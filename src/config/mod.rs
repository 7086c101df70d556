// Copyright (C) 2026  Caprica Software Limited
//
// This program is free software: you can redistribute it and/or modify
// it under the terms of the GNU General Public License as published by
// the Free Software Foundation, either version 3 of the License, or
// (at your option) any later version.
//
// This program is distributed in the hope that it will be useful,
// but WITHOUT ANY WARRANTY; without even the implied warranty of
// MERCHANTABILITY or FITNESS FOR A PARTICULAR PURPOSE.  See the
// GNU General Public License for more details.
//
// You should have received a copy of the GNU General Public License
// along with this program.  If not, see <https://www.gnu.org/licenses/>.

//! Application configuration.
//!
//! This module manages the application configuration file. A missing or
//! unreadable file yields the defaults.

use std::{path::PathBuf, time::Duration};

use anyhow::{Context, Result};
use serde::{Deserialize, Serialize};

use crate::engine::DEFAULT_ERROR_WINDOW;

pub(crate) const CONFIG_NAME: &str = "calcui";

const LOG_FILE_NAME: &str = "calcui.log";

#[derive(Serialize, Deserialize, Debug, Clone, PartialEq)]
#[serde(default)]
pub(crate) struct AppConfig {
    pub(crate) version: u32,
    pub(crate) error_display_ms: u64,
    pub(crate) tick_rate_ms: u64,
    pub(crate) mouse: bool,
    pub(crate) log_level: String,
    pub(crate) log_file: Option<PathBuf>,
}

impl Default for AppConfig {
    fn default() -> Self {
        Self {
            version: 1,
            error_display_ms: DEFAULT_ERROR_WINDOW.as_millis() as u64,
            tick_rate_ms: 250,
            mouse: true,
            log_level: "info".to_string(),
            log_file: None,
        }
    }
}

impl AppConfig {
    pub(crate) fn error_display(&self) -> Duration {
        Duration::from_millis(self.error_display_ms)
    }

    pub(crate) fn tick_rate(&self) -> Duration {
        // A zero period would spin the tick thread
        Duration::from_millis(self.tick_rate_ms.max(1))
    }

    /// The log file path, by default next to the configuration file.
    pub(crate) fn log_path(&self) -> Result<PathBuf> {
        if let Some(path) = &self.log_file {
            return Ok(path.clone());
        }

        let config_path = confy::get_configuration_file_path(CONFIG_NAME, None)
            .context("Failed to locate configuration directory")?;

        Ok(config_path.with_file_name(LOG_FILE_NAME))
    }
}

pub(crate) fn load_config() -> AppConfig {
    confy::load(CONFIG_NAME, None).unwrap_or_default()
}

#[cfg(test)]
mod tests {
    use super::*;

    #[test]
    fn defaults_match_the_two_second_window() {
        let config = AppConfig::default();
        assert_eq!(config.error_display(), Duration::from_secs(2));
        assert_eq!(config.tick_rate(), Duration::from_millis(250));
    }

    #[test]
    fn zero_tick_rate_is_clamped() {
        let config = AppConfig {
            tick_rate_ms: 0,
            ..AppConfig::default()
        };
        assert_eq!(config.tick_rate(), Duration::from_millis(1));
    }

    #[test]
    fn explicit_log_file_wins() {
        let config = AppConfig {
            log_file: Some(PathBuf::from("/tmp/calc.log")),
            ..AppConfig::default()
        };
        assert_eq!(config.log_path().unwrap(), PathBuf::from("/tmp/calc.log"));
    }
}
// Copyright (C) 2026  Caprica Software Limited
//
// This program is free software: you can redistribute it and/or modify
// it under the terms of the GNU General Public License as published by
// the Free Software Foundation, either version 3 of the License, or
// (at your option) any later version.
//
// This program is distributed in the hope that it will be useful,
// but WITHOUT ANY WARRANTY; without even the implied warranty of
// MERCHANTABILITY or FITNESS FOR A PARTICULAR PURPOSE.  See the
// GNU General Public License for more details.
//
// You should have received a copy of the GNU General Public License
// along with this program.  If not, see <https://www.gnu.org/licenses/>.

//! The calculator input and evaluation state machine.
//!
//! The [`CalculatorEngine`] owns a [`CalculatorState`] and transforms it one
//! [`Key`] at a time. After every key it can produce a [`DisplaySnapshot`],
//! which is all the rendering layer needs to draw the display.
//!
//! # States
//!
//! * **Entering first operand**: no operator chosen, no result shown.
//! * **Operator chosen**: an operand and operator are pending, the entry holds
//!   the second operand.
//! * **Result shown**: equals succeeded, the result is the seed for the next
//!   entry.
//!
//! Errors never leave the engine. They are logged, surfaced as a timed
//! [`ErrorNotice`], and the state is otherwise left as it was.

mod error;
mod key;

pub(crate) use error::{CalcError, ErrorNotice};
pub(crate) use key::{Key, Operator, UnknownKey};

use std::time::{Duration, Instant};

use tracing::{debug, warn};

use crate::util::format::{DIVIDE_BY_ZERO_TEXT, format_number, strip_point_zero};

pub(crate) const DEFAULT_ERROR_WINDOW: Duration = Duration::from_secs(2);

#[derive(Clone, Copy, Debug, PartialEq, Eq)]
pub(crate) enum Phase {
    EnteringFirstOperand,
    OperatorChosen,
    ResultShown,
}

/// Mutable calculator state, one per session.
///
/// `pending_operand` and `pending_operator` are always set and cleared
/// together. `current_entry` holds at most one decimal point.
#[derive(Clone, Debug, PartialEq)]
pub(crate) struct CalculatorState {
    pub(crate) pending_operand: Option<f64>,
    pub(crate) current_entry: String,
    pub(crate) pending_operator: Option<Operator>,
    pub(crate) last_result: String,
    pub(crate) error: Option<ErrorNotice>,
    result_shown: bool,
}

impl Default for CalculatorState {
    fn default() -> Self {
        Self {
            pending_operand: None,
            current_entry: String::new(),
            pending_operator: None,
            last_result: "0".to_string(),
            error: None,
            result_shown: false,
        }
    }
}

/// Everything the display shows after a key press.
#[derive(Clone, Debug, PartialEq, Eq)]
pub(crate) struct DisplaySnapshot {
    pub(crate) operand_line: String,
    pub(crate) result_line: String,
    pub(crate) error_line: Option<String>,
}

pub(crate) struct CalculatorEngine {
    state: CalculatorState,
    error_window: Duration,
}

impl Default for CalculatorEngine {
    fn default() -> Self {
        Self::new(DEFAULT_ERROR_WINDOW)
    }
}

impl CalculatorEngine {
    /// Creates an engine whose error notices stay visible for `error_window`.
    pub(crate) fn new(error_window: Duration) -> Self {
        Self {
            state: CalculatorState::default(),
            error_window,
        }
    }

    pub(crate) fn state(&self) -> &CalculatorState {
        &self.state
    }

    pub(crate) fn phase(&self) -> Phase {
        if self.state.pending_operator.is_some() {
            Phase::OperatorChosen
        } else if self.state.result_shown {
            Phase::ResultShown
        } else {
            Phase::EnteringFirstOperand
        }
    }

    /// Applies a key press and returns the resulting display.
    pub(crate) fn apply_key(&mut self, key: Key) -> DisplaySnapshot {
        let now = Instant::now();
        self.apply_key_at(key, now);
        self.snapshot_at(now)
    }

    /// Applies a key press as if it happened at `now`.
    ///
    /// A failed key leaves the state untouched apart from the error notice,
    /// which replaces any earlier notice and restarts the display window.
    pub(crate) fn apply_key_at(&mut self, key: Key, now: Instant) {
        debug!(%key, entry = %self.state.current_entry, "key pressed");

        if let Err(e) = self.press(key) {
            warn!(%key, error = %e, "key rejected");
            self.state.error = Some(ErrorNotice::new(e, now, self.error_window));
        }
    }

    /// Clears the error notice if its display window has elapsed.
    ///
    /// Returns `true` if a notice was removed.
    pub(crate) fn expire_error(&mut self, now: Instant) -> bool {
        let expired = self
            .state
            .error
            .as_ref()
            .is_some_and(|notice| notice.is_expired(now));

        if expired {
            self.state.error = None;
        }

        expired
    }

    pub(crate) fn snapshot(&self) -> DisplaySnapshot {
        self.snapshot_at(Instant::now())
    }

    pub(crate) fn snapshot_at(&self, now: Instant) -> DisplaySnapshot {
        let state = &self.state;

        let operand_line = match (state.pending_operand, state.pending_operator) {
            (Some(operand), Some(op)) => format!(
                "{} {} {}",
                strip_point_zero(&operand.to_string()),
                op,
                strip_point_zero(&state.current_entry)
            ),
            _ if state.current_entry.is_empty() => "0".to_string(),
            _ => strip_point_zero(&state.current_entry).to_string(),
        };

        let error_line = state
            .error
            .as_ref()
            .filter(|notice| !notice.is_expired(now))
            .map(|notice| notice.text.clone());

        DisplaySnapshot {
            operand_line,
            result_line: strip_point_zero(&state.last_result).to_string(),
            error_line,
        }
    }

    fn press(&mut self, key: Key) -> Result<(), CalcError> {
        match key {
            Key::Digit(d) => self.digit(d),
            Key::DecimalPoint => self.decimal_point(),
            Key::Clear => self.clear(),
            Key::Backspace => {
                self.state.current_entry.pop();
            }
            Key::Operator(op) => self.operator(op)?,
            Key::Equals => self.equals()?,
        }

        Ok(())
    }

    fn digit(&mut self, d: u8) {
        let entry = &mut self.state.current_entry;
        if *entry == "0" {
            entry.clear();
        }
        entry.push(char::from(b'0' + d));
    }

    fn decimal_point(&mut self) {
        let entry = &mut self.state.current_entry;
        if entry.is_empty() {
            entry.push_str("0.");
        } else if !entry.contains('.') {
            entry.push('.');
        }
    }

    fn clear(&mut self) {
        self.state = CalculatorState::default();
    }

    fn operator(&mut self, op: Operator) -> Result<(), CalcError> {
        // A pending operator is replaced, never applied
        if self.state.current_entry.is_empty() {
            if self.state.pending_operator.is_some() {
                self.state.pending_operator = Some(op);
            }
            return Ok(());
        }

        let operand = parse_entry(&self.state.current_entry)?;
        self.state.pending_operand = Some(operand);
        self.state.pending_operator = Some(op);
        self.state.current_entry.clear();
        self.state.result_shown = false;

        Ok(())
    }

    fn equals(&mut self) -> Result<(), CalcError> {
        let state = &mut self.state;

        let (Some(lhs), Some(op)) = (state.pending_operand, state.pending_operator) else {
            return Err(CalcError::InvalidOperation);
        };
        if state.current_entry.is_empty() {
            return Err(CalcError::InvalidOperation);
        }

        let rhs = parse_entry(&state.current_entry)?;

        let result = match op.apply(lhs, rhs) {
            Some(value) => format_number(value),
            None => DIVIDE_BY_ZERO_TEXT.to_string(),
        };
        debug!(lhs, %op, rhs, %result, "evaluated");

        state.current_entry = result.clone();
        state.last_result = result;
        state.pending_operand = None;
        state.pending_operator = None;
        state.result_shown = true;

        Ok(())
    }
}

// The keypad only builds numeric text, but a result such as "Error" becomes
// the next entry and must not be treated as a number.
fn parse_entry(entry: &str) -> Result<f64, CalcError> {
    entry.parse::<f64>().map_err(|_| CalcError::CalculationError)
}
// Copyright (C) 2026  Caprica Software Limited
//
// This program is free software: you can redistribute it and/or modify
// it under the terms of the GNU General Public License as published by
// the Free Software Foundation, either version 3 of the License, or
// (at your option) any later version.
//
// This program is distributed in the hope that it will be useful,
// but WITHOUT ANY WARRANTY; without even the implied warranty of
// MERCHANTABILITY or FITNESS FOR A PARTICULAR PURPOSE.  See the
// GNU General Public License for more details.
//
// You should have received a copy of the GNU General Public License
// along with this program.  If not, see <https://www.gnu.org/licenses/>.

//! Application event distribution and orchestration.
//!
//! # Architecture
//!
//! The system follows a reactive event-loop pattern:
//!
//! 1. **Capture**: Terminal input and ticks arrive as [`AppEvent`]s through a
//!    single channel, so one event is fully processed before the next.
//! 2. **Process**: The [`process_events`] function routes input to the
//!    command line and keypad, and applies key presses to the calculator.
//! 3. **Render**: After each event is processed, the UI is re-drawn.

mod handlers;
mod key_handlers;

use handlers::*;
use key_handlers::*;

use std::sync::mpsc::Sender;

use anyhow::Result;
use crossterm::event::{Event, KeyEvent, MouseEvent};
use ratatui::{Terminal, backend::Backend};

use crate::{App, engine::Key, render::draw};

#[derive(Debug)]
pub(crate) enum AppEvent {
    Key(KeyEvent),
    Mouse(MouseEvent),

    /// A calculator key, from the keypad or the command line.
    Press(Key),

    Resize,
    Tick,

    ExitApplication,
}

pub(crate) trait AppEventProcessor {
    fn process_event(&mut self, event: Event, event_tx: &Sender<AppEvent>) -> Result<()>;
}

/// Runs the main application loop, handling events and rendering the UI in the
/// terminal.
///
/// This function loops until an exit event is received or the event channel
/// is closed.
pub(crate) fn process_events<B>(terminal: &mut Terminal<B>, app: &mut App) -> Result<()>
where
    B: Backend,
    B::Error: Send + Sync + 'static,
{
    terminal.draw(|f| draw(f, app))?;

    while let Ok(event) = app.event_rx.recv() {
        match event {
            AppEvent::ExitApplication => break,
            AppEvent::Key(key) => process_key_event(app, key)?,
            AppEvent::Mouse(mouse) => process_mouse_event(app, mouse)?,
            AppEvent::Press(key) => handle_press(app, key),
            AppEvent::Resize => {}
            AppEvent::Tick => handle_tick(app),
        }

        terminal.draw(|f| draw(f, app))?;
    }

    Ok(())
}

#[cfg(test)]
mod tests {
    use ratatui::backend::TestBackend;

    use super::*;
    use crate::{config::AppConfig, engine::Operator};

    fn screen_text(terminal: &Terminal<TestBackend>) -> String {
        terminal
            .backend()
            .buffer()
            .content()
            .iter()
            .map(|cell| cell.symbol())
            .collect()
    }

    fn run_presses(keys: &[Key]) -> (App, Terminal<TestBackend>) {
        let mut app = App::new(AppConfig::default());
        let mut terminal = Terminal::new(TestBackend::new(40, 30)).unwrap();

        for key in keys {
            app.event_tx.send(AppEvent::Press(*key)).unwrap();
        }
        app.event_tx.send(AppEvent::ExitApplication).unwrap();

        process_events(&mut terminal, &mut app).unwrap();
        (app, terminal)
    }

    #[test]
    fn presses_reach_the_engine_and_the_screen() {
        let (app, terminal) = run_presses(&[
            Key::Digit(2),
            Key::DecimalPoint,
            Key::Digit(5),
            Key::Operator(Operator::Add),
            Key::Digit(2),
            Key::DecimalPoint,
            Key::Digit(5),
            Key::Equals,
        ]);

        assert_eq!(app.engine.state().last_result, "5");
        assert!(screen_text(&terminal).contains("Calculator"));
    }

    #[test]
    fn invalid_equals_shows_the_error_line() {
        let (app, terminal) = run_presses(&[Key::Digit(4), Key::Equals]);

        assert!(app.engine.state().error.is_some());
        assert!(screen_text(&terminal).contains("Invalid operation"));
    }

    #[test]
    fn events_after_exit_are_not_processed() {
        let mut app = App::new(AppConfig::default());
        let mut terminal = Terminal::new(TestBackend::new(40, 30)).unwrap();

        app.event_tx.send(AppEvent::ExitApplication).unwrap();
        app.event_tx.send(AppEvent::Press(Key::Digit(9))).unwrap();

        process_events(&mut terminal, &mut app).unwrap();
        assert_eq!(app.engine.state().current_entry, "");
    }
}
################
WHAT IS REQUIRED: Here the output must be the lines above from the line with "assert_eq!(config.tick_rate(), Duration::from_millis(250));" to the line with "transforms it one", both included, duplicated word for word and nothing else.

YOUR RESPONSE:
        assert_eq!(config.tick_rate(), Duration::from_millis(250));
    }

    #[test]
    fn zero_tick_rate_is_clamped() {
        let config = AppConfig {
            tick_rate_ms: 0,
            ..AppConfig::default()
        };
        assert_eq!(config.tick_rate(), Duration::from_millis(1));
    }

    #[test]
    fn explicit_log_file_wins() {
        let config = AppConfig {
            log_file: Some(PathBuf::from("/tmp/calc.log")),
            ..AppConfig::default()
        };
        assert_eq!(config.log_path().unwrap(), PathBuf::from("/tmp/calc.log"));
    }
}
// Copyright (C) 2026  Caprica Software Limited
//
// This program is free software: you can redistribute it and/or modify
// it under the terms of the GNU General Public License as published by
// the Free Software Foundation, either version 3 of the License, or
// (at your option) any later version.
//
// This program is distributed in the hope that it will be useful,
// but WITHOUT ANY WARRANTY; without even the implied warranty of
// MERCHANTABILITY or FITNESS FOR A PARTICULAR PURPOSE.  See the
// GNU General Public License for more details.
//
// You should have received a copy of the GNU General Public License
// along with this program.  If not, see <https://www.gnu.org/licenses/>.

//! The calculator input and evaluation state machine.
//!
//! The [`CalculatorEngine`] owns a [`CalculatorState`] and transforms it one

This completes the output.